Work order: Keep to one stretch of the data below, the lines from the one with "#[serde(default)]" up to and including the one with "Maximum built area", and return that stretch exactly.

**********

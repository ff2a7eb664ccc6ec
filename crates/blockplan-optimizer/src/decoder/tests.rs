use std::collections::BTreeMap;
use std::time::Duration;

use blockplan_core::{
    BlocksTable, Brick, LandUse, LandUseIndicator, Scenario, ServiceCategory, SolveStatus,
};

use super::*;
use crate::catalog::BlockCatalog;
use crate::context::BlockPlan;
use crate::estimator::{EstimationConstants, ServiceBalance};
use crate::model::ModelBuilder;

fn context() -> CalculationContext {
    let schools = ServiceCategory::new("schools", 100.0, 15.0)
        .with_brick(Brick::new(50.0, 500.0))
        .with_brick(Brick::new(120.0, 1_000.0).integrated());
    let pharmacies =
        ServiceCategory::new("pharmacies", 10.0, 10.0).with_brick(Brick::new(20.0, 100.0));
    let catalog = BlockCatalog::for_categories(&[&schools, &pharmacies]);

    let mut services = BTreeMap::new();
    services.insert(
        "schools".to_string(),
        ServiceBalance {
            demand_local: 600.0,
            capacity_local: 100.0,
        },
    );

    let mut context = CalculationContext::new(
        BTreeMap::from([(3, LandUse::Residential)]),
        Scenario::new(),
        None,
        BlocksTable::default(),
    );
    context.plans.insert(
        3,
        BlockPlan {
            block: 3,
            site_area: 10_000.0,
            original_land_use: None,
            target_land_use: LandUse::Residential,
            indicator: LandUseIndicator::new(0.5, 3.0, 0.2, 0.8),
            candidates: vec![schools, pharmacies],
            constants: EstimationConstants {
                services,
                global_margins: Vec::new(),
                population_ceiling: f64::INFINITY,
                bottleneck: None,
            },
            catalog,
            free_area: 8_000.0,
        },
    );
    context
}

fn outcome(values: Vec<f64>) -> SolveOutcome {
    SolveOutcome {
        status: SolveStatus::Optimal,
        values,
        objective: Some(42.5),
        duration: Duration::from_millis(3),
    }
}

#[test]
fn test_decode_rounds_and_aggregates() {
    let context = context();
    let model = ModelBuilder::new(&context.scenario).build(context.plans.values());

    // Three brick rows, then the population variable.
    let decoded = decode(&model, &context, &outcome(vec![2.0000001, 0.9999, 0.0, 349.6]));

    let row = decoded.updates.get(3).unwrap();
    assert_eq!(row.capacity("schools"), Some(2.0 * 50.0 + 120.0));
    assert_eq!(row.capacity("pharmacies"), None);
    assert_eq!(row.population(), Some(350.0));
    assert_eq!(decoded.objective, 42.5);

    let built = &decoded.breakdown[&3];
    assert_eq!(built.len(), 2);
    assert_eq!(built[0].count, 2);
    assert_eq!(built[0].built_area, 1_000.0);
    assert_eq!(built[0].demand_gap, 500.0);
    assert_eq!(built[1].count, 1);
    assert!(built[1].is_integrated);
    assert_eq!(built[1].built_capacity, 120.0);
}

#[test]
fn test_decode_empty_build() {
    let context = context();
    let model = ModelBuilder::new(&context.scenario).build(context.plans.values());

    let decoded = decode(&model, &context, &outcome(vec![0.0, 0.2, 0.0, 0.0]));

    let row = decoded.updates.get(3).unwrap();
    assert!(row.is_empty());
    assert!(decoded.breakdown[&3].is_empty());
}
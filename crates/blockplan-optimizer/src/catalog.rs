//! Flattened brick options per block.

use blockplan_core::{BlockId, ServiceCategory};
use serde::{Deserialize, Serialize};

/// One buildable option, tagged with its service category.
#[derive(Debug, Clone, PartialEq, Serialize, Deserialize)]
pub struct BrickRow {
    pub category: String,
    pub capacity: f64,
    pub area: f64,
    pub is_integrated: bool,
}

/// Brick rows for a block together with the categories that offered none.
#[derive(Debug, Clone, Default, PartialEq)]
pub struct BlockCatalog {
    pub rows: Vec<BrickRow>,
    pub missing: Vec<String>,
}

impl BlockCatalog {
    /// Enumerates every brick of every category, in category order.
    pub fn for_categories(categories: &[&ServiceCategory]) -> Self {
        let mut catalog = Self::default();
        for category in categories {
            if !category.has_bricks() {
                catalog.missing.push(category.name.clone());
                continue;
            }
            catalog
                .rows
                .extend(category.bricks.iter().map(|brick| BrickRow {
                    category: category.name.clone(),
                    capacity: brick.capacity,
                    area: brick.area,
                    is_integrated: brick.is_integrated,
                }));
        }
        catalog
    }

    /// Row indices belonging to `category`.
    pub fn indices_of<'a>(&'a self, category: &'a str) -> impl Iterator<Item = usize> + 'a {
        self.rows
            .iter()
            .enumerate()
            .filter(move |(_, row)| row.category == category)
            .map(|(idx, _)| idx)
    }

    pub fn len(&self) -> usize {
        self.rows.len()
    }

    pub fn is_empty(&self) -> bool {
        self.rows.is_empty()
    }
}

/// Non-fatal findings gathered while preparing a calculation.
#[derive(Debug, Clone, PartialEq, Eq, Serialize, Deserialize)]
#[serde(tag = "kind", rename_all = "snake_case")]
pub enum CalculationWarning {
    /// A candidate service has nothing to build, so its deficit stays open.
    MissingBrickCatalog { block: BlockId, category: String },
}

impl std::fmt::Display for CalculationWarning {
    fn fmt(&self, f: &mut std::fmt::Formatter<'_>) -> std::fmt::Result {
        match self {
            CalculationWarning::MissingBrickCatalog { block, category } => {
                write!(f, "block {block}: no bricks for service `{category}`")
            }
        }
    }
}
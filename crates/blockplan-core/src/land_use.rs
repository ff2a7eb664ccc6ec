//! Land-use categories and their density indicators.

use std::fmt;
use std::str::FromStr;

use serde::{Deserialize, Serialize};

/// Land-use category of a block.
#[derive(Debug, Clone, Copy, PartialEq, Eq, Hash, PartialOrd, Ord, Serialize, Deserialize)]
#[serde(rename_all = "snake_case")]
pub enum LandUse {
    Residential,
    MixedUse,
    Business,
    Recreation,
    Special,
    Industrial,
    Agriculture,
    Transport,
}

impl LandUse {
    pub const ALL: [LandUse; 8] = [
        LandUse::Residential,
        LandUse::MixedUse,
        LandUse::Business,
        LandUse::Recreation,
        LandUse::Special,
        LandUse::Industrial,
        LandUse::Agriculture,
        LandUse::Transport,
    ];

    pub fn as_str(self) -> &'static str {
        match self {
            LandUse::Residential => "Residential",
            LandUse::MixedUse => "Mixed-use",
            LandUse::Business => "Business",
            LandUse::Recreation => "Recreation",
            LandUse::Special => "Special",
            LandUse::Industrial => "Industrial",
            LandUse::Agriculture => "Agriculture",
            LandUse::Transport => "Transport",
        }
    }

    /// Built-in density indicator, if one is defined for this land use.
    ///
    /// Mixed-use has no built-in bounds; they must come from configuration.
    pub fn default_indicator(self) -> Option<LandUseIndicator> {
        let indicator = match self {
            LandUse::Residential => LandUseIndicator::new(0.5, 3.0, 0.2, 0.8),
            LandUse::Business => LandUseIndicator::new(1.0, 3.0, 0.0, 0.8),
            LandUse::Recreation => LandUseIndicator::new(0.05, 0.2, 0.0, 0.3),
            LandUse::Special => LandUseIndicator::new(0.05, 0.2, 0.05, 0.15),
            LandUse::Industrial => LandUseIndicator::new(0.3, 1.5, 0.2, 0.8),
            LandUse::Agriculture => LandUseIndicator::new(0.1, 0.2, 0.0, 0.6),
            LandUse::Transport => LandUseIndicator::new(0.2, 1.0, 0.0, 0.8),
            LandUse::MixedUse => return None,
        };
        Some(indicator)
    }
}

impl fmt::Display for LandUse {
    fn fmt(&self, f: &mut fmt::Formatter<'_>) -> fmt::Result {
        f.write_str(self.as_str())
    }
}

/// Error returned when a land-use label is not recognized.
#[derive(Debug, Clone, PartialEq, Eq)]
pub struct LandUseParseError(pub String);

impl fmt::Display for LandUseParseError {
    fn fmt(&self, f: &mut fmt::Formatter<'_>) -> fmt::Result {
        write!(f, "unknown land use `{}`", self.0)
    }
}

impl std::error::Error for LandUseParseError {}

impl FromStr for LandUse {
    type Err = LandUseParseError;

    /// Accepts both display labels ("Mixed-use") and snake_case ("mixed_use").
    fn from_str(s: &str) -> Result<Self, Self::Err> {
        let normalized = s.trim().to_lowercase().replace('-', "_");
        match normalized.as_str() {
            "residential" => Ok(LandUse::Residential),
            "mixed_use" => Ok(LandUse::MixedUse),
            "business" => Ok(LandUse::Business),
            "recreation" => Ok(LandUse::Recreation),
            "special" => Ok(LandUse::Special),
            "industrial" => Ok(LandUse::Industrial),
            "agriculture" => Ok(LandUse::Agriculture),
            "transport" => Ok(LandUse::Transport),
            _ => Err(LandUseParseError(s.to_string())),
        }
    }
}

/// Density bounds for one land-use category.
///
/// Floor-space index (FSI) is built floor area over site area. Site coverage
/// is footprint over site area; it is carried for reporting but does not
/// constrain the allocation program.
#[derive(Debug, Clone, Copy, PartialEq, Serialize, Deserialize)]
#[serde(rename_all = "snake_case")]
pub struct LandUseIndicator {
    pub fsi_min: f64,
    pub fsi_max: f64,
    #[serde(default)]
    pub site_coverage_min: f64,
    #[serde(default = "full_coverage")]
    pub site_coverage_max: f64,
}

fn full_coverage() -> f64 {
    1.0
}

impl LandUseIndicator {
    pub fn new(fsi_min: f64, fsi_max: f64, site_coverage_min: f64, site_coverage_max: f64) -> Self {
        Self {
            fsi_min,
            fsi_max,
            site_coverage_min,
            site_coverage_max,
        }
    }

    /// Minimum built area a site of `site_area` must reach.
    pub fn min_built_area(&self, site_area: f64) -> f64 {
        self.fsi_min * site_area
    }

    /// Maximum built area a site of `site_area` may carry.
    pub fn max_built_area(&self, site_area: f64) -> f64 {
        self.fsi_max * site_area
    }

    /// Describes the first inconsistency in the bounds, if any.
    pub fn check(&self) -> Option<String> {
        let values = [
            self.fsi_min,
            self.fsi_max,
            self.site_coverage_min,
            self.site_coverage_max,
        ];
        if values.iter().any(|v| !v.is_finite() || *v < 0.0) {
            return Some("bounds must be finite and non-negative".to_string());
        }
        if self.fsi_min > self.fsi_max {
            return Some(format!(
                "fsi_min {} exceeds fsi_max {}",
                self.fsi_min, self.fsi_max
            ));
        }
        if self.site_coverage_min > self.site_coverage_max {
            return Some(format!(
                "site_coverage_min {} exceeds site_coverage_max {}",
                self.site_coverage_min, self.site_coverage_max
            ));
        }
        None
    }
}
//! Capacity and population deltas applied to blocks.
//!
//! Both the optimizer's additions and the demolition of existing
//! installations are expressed as [`UpdateRow`]s collected in an
//! [`UpdateTable`]. Rows merge additively, so a demolition row merged with an
//! allocation row yields the net change of clearing and rebuilding a block.

use std::collections::{BTreeMap, BTreeSet};

use serde::{Deserialize, Serialize};

use crate::block::BlockId;

/// Column name used for the population delta in tabular views.
pub const POPULATION_COLUMN: &str = "population";

/// Deltas for one block: capacity per service category and population.
#[derive(Debug, Clone, Default, PartialEq, Serialize, Deserialize)]
pub struct UpdateRow {
    capacities: BTreeMap<String, f64>,
    #[serde(default, skip_serializing_if = "Option::is_none")]
    population: Option<f64>,
}

impl UpdateRow {
    pub fn new() -> Self {
        Self::default()
    }

    pub fn with_capacity(mut self, category: impl Into<String>, delta: f64) -> Self {
        self.add_capacity(category, delta);
        self
    }

    pub fn with_population(mut self, delta: f64) -> Self {
        self.population = Some(delta);
        self
    }

    /// Accumulates a capacity delta for a category.
    pub fn add_capacity(&mut self, category: impl Into<String>, delta: f64) {
        *self.capacities.entry(category.into()).or_insert(0.0) += delta;
    }

    pub fn set_population(&mut self, delta: f64) {
        self.population = Some(delta);
    }

    pub fn capacity(&self, category: &str) -> Option<f64> {
        self.capacities.get(category).copied()
    }

    pub fn population(&self) -> Option<f64> {
        self.population
    }

    pub fn capacities(&self) -> impl Iterator<Item = (&str, f64)> {
        self.capacities.iter().map(|(k, v)| (k.as_str(), *v))
    }

    pub fn is_empty(&self) -> bool {
        self.capacities.is_empty() && self.population.is_none()
    }

    /// True when every present delta is zero.
    pub fn is_zero(&self) -> bool {
        self.capacities.values().all(|v| *v == 0.0) && self.population.unwrap_or(0.0) == 0.0
    }

    /// Adds `other` into this row.
    ///
    /// Keys present on both sides are summed. Keys only in `other` are copied
    /// when their delta is non-zero, so merging an all-zero row never changes
    /// the shape of this one.
    pub fn merge_from(&mut self, other: &UpdateRow) {
        for (category, delta) in &other.capacities {
            match self.capacities.get_mut(category) {
                Some(existing) => *existing += delta,
                None if *delta != 0.0 => {
                    self.capacities.insert(category.clone(), *delta);
                }
                None => {}
            }
        }
        match (self.population.as_mut(), other.population) {
            (Some(existing), Some(delta)) => *existing += delta,
            (None, Some(delta)) if delta != 0.0 => self.population = Some(delta),
            _ => {}
        }
    }

    pub fn merged(mut self, other: &UpdateRow) -> Self {
        self.merge_from(other);
        self
    }
}

/// Update rows keyed by block id.
#[derive(Debug, Clone, Default, PartialEq, Serialize, Deserialize)]
#[serde(transparent)]
pub struct UpdateTable {
    rows: BTreeMap<BlockId, UpdateRow>,
}

impl UpdateTable {
    pub fn new() -> Self {
        Self::default()
    }

    /// Replaces the row of a block.
    pub fn insert(&mut self, block: BlockId, row: UpdateRow) {
        self.rows.insert(block, row);
    }

    /// Merges a row into the block's existing row, or inserts it.
    pub fn merge_row(&mut self, block: BlockId, row: &UpdateRow) {
        match self.rows.get_mut(&block) {
            Some(existing) => existing.merge_from(row),
            None => {
                self.rows.insert(block, row.clone());
            }
        }
    }

    /// Merges every row of `other` into a copy of this table.
    pub fn merged(&self, other: &UpdateTable) -> UpdateTable {
        let mut table = self.clone();
        for (block, row) in other.iter() {
            table.merge_row(block, row);
        }
        table
    }

    pub fn get(&self, block: BlockId) -> Option<&UpdateRow> {
        self.rows.get(&block)
    }

    pub fn iter(&self) -> impl Iterator<Item = (BlockId, &UpdateRow)> {
        self.rows.iter().map(|(k, v)| (*k, v))
    }

    pub fn blocks(&self) -> impl Iterator<Item = BlockId> + '_ {
        self.rows.keys().copied()
    }

    /// Capacity delta of a category on a block; absent entries read as zero.
    pub fn capacity_delta(&self, block: BlockId, category: &str) -> f64 {
        self.get(block)
            .and_then(|row| row.capacity(category))
            .unwrap_or(0.0)
    }

    /// Population delta of a block; absent entries read as zero.
    pub fn population_delta(&self, block: BlockId) -> f64 {
        self.get(block)
            .and_then(UpdateRow::population)
            .unwrap_or(0.0)
    }

    /// Union of the category columns used by any row.
    pub fn categories(&self) -> BTreeSet<&str> {
        self.rows
            .values()
            .flat_map(|row| row.capacities.keys().map(String::as_str))
            .collect()
    }

    pub fn len(&self) -> usize {
        self.rows.len()
    }

    pub fn is_empty(&self) -> bool {
        self.rows.is_empty()
    }
}

impl FromIterator<(BlockId, UpdateRow)> for UpdateTable {
    fn from_iter<T: IntoIterator<Item = (BlockId, UpdateRow)>>(iter: T) -> Self {
        let mut table = UpdateTable::new();
        for (block, row) in iter {
            table.merge_row(block, &row);
        }
        table
    }
}
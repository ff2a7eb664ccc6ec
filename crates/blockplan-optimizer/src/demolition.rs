//! Negative deltas that clear a converting block.

use blockplan_core::{Block, BlockId, CityModel, Result, UpdateRow, UpdateTable};

/// Removes every installed service of `block`, and its residents when
/// `delete_population` is set.
///
/// Instances of the same category sum into one negative delta.
pub fn demolition_row(block: &Block, delete_population: bool) -> UpdateRow {
    let mut row = UpdateRow::new();
    for service in &block.services {
        row.add_capacity(service.category.clone(), -service.capacity);
    }
    if delete_population {
        row.set_population(-(block.population as f64));
    }
    row
}

/// Demolition rows for `blocks`, residents included.
pub fn demolition_table<C, I>(city: &C, blocks: I) -> Result<UpdateTable>
where
    C: CityModel + ?Sized,
    I: IntoIterator<Item = BlockId>,
{
    let mut table = UpdateTable::new();
    for id in blocks {
        let block = city.block(id)?;
        table.merge_row(id, &demolition_row(block, true));
    }
    Ok(table)
}

#[cfg(test)]
mod tests {
    use blockplan_core::{BlockPlanError, InMemoryCity, ServiceCategory};

    use super::*;

    fn block() -> Block {
        Block::new(5, 2_000.0)
            .with_population(100)
            .with_service("a", 4.0)
            .with_service("b", 5.0)
            .with_service("a", 6.0)
    }

    #[test]
    fn test_with_population() {
        let row = demolition_row(&block(), true);
        assert_eq!(row.capacity("a"), Some(-10.0));
        assert_eq!(row.capacity("b"), Some(-5.0));
        assert_eq!(row.population(), Some(-100.0));
    }

    #[test]
    fn test_without_population() {
        let row = demolition_row(&block(), false);
        assert_eq!(row.capacity("a"), Some(-10.0));
        assert_eq!(row.capacity("b"), Some(-5.0));
        assert_eq!(row.population(), None);
    }

    #[test]
    fn test_empty_block_leaves_allocation_unchanged() {
        let row = demolition_row(&Block::new(1, 500.0), true);
        assert!(row.is_zero());

        let allocation = UpdateRow::new()
            .with_capacity("schools", 250.0)
            .with_population(40.0);
        assert_eq!(allocation.clone().merged(&row), allocation);
    }

    #[test]
    fn test_table_for_several_blocks() {
        let city = InMemoryCity::new(
            vec![block(), Block::new(6, 100.0).with_service("b", 2.0)],
            vec![ServiceCategory::new("a", 1.0, 1.0), ServiceCategory::new("b", 1.0, 1.0)],
        )
        .unwrap();

        let table = demolition_table(&city, [5, 6]).unwrap();
        assert_eq!(table.len(), 2);
        assert_eq!(table.capacity_delta(6, "b"), -2.0);
        assert_eq!(table.population_delta(5), -100.0);

        assert!(matches!(
            demolition_table(&city, [9]),
            Err(BlockPlanError::UnknownBlock(9))
        ));
    }
}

**********

Exercise output:
    #[serde(default)]
    pub site_coverage_min: f64,
    #[serde(default = "full_coverage")]
    pub site_coverage_max: f64,
}

fn full_coverage() -> f64 {
    1.0
}

impl LandUseIndicator {
    pub fn new(fsi_min: f64, fsi_max: f64, site_coverage_min: f64, site_coverage_max: f64) -> Self {
        Self {
            fsi_min,
            fsi_max,
            site_coverage_min,
            site_coverage_max,
        }
    }

    /// Minimum built area a site of `site_area` must reach.
    pub fn min_built_area(&self, site_area: f64) -> f64 {
        self.fsi_min * site_area
    }

    /// Maximum built area a site of `site_area` may carry.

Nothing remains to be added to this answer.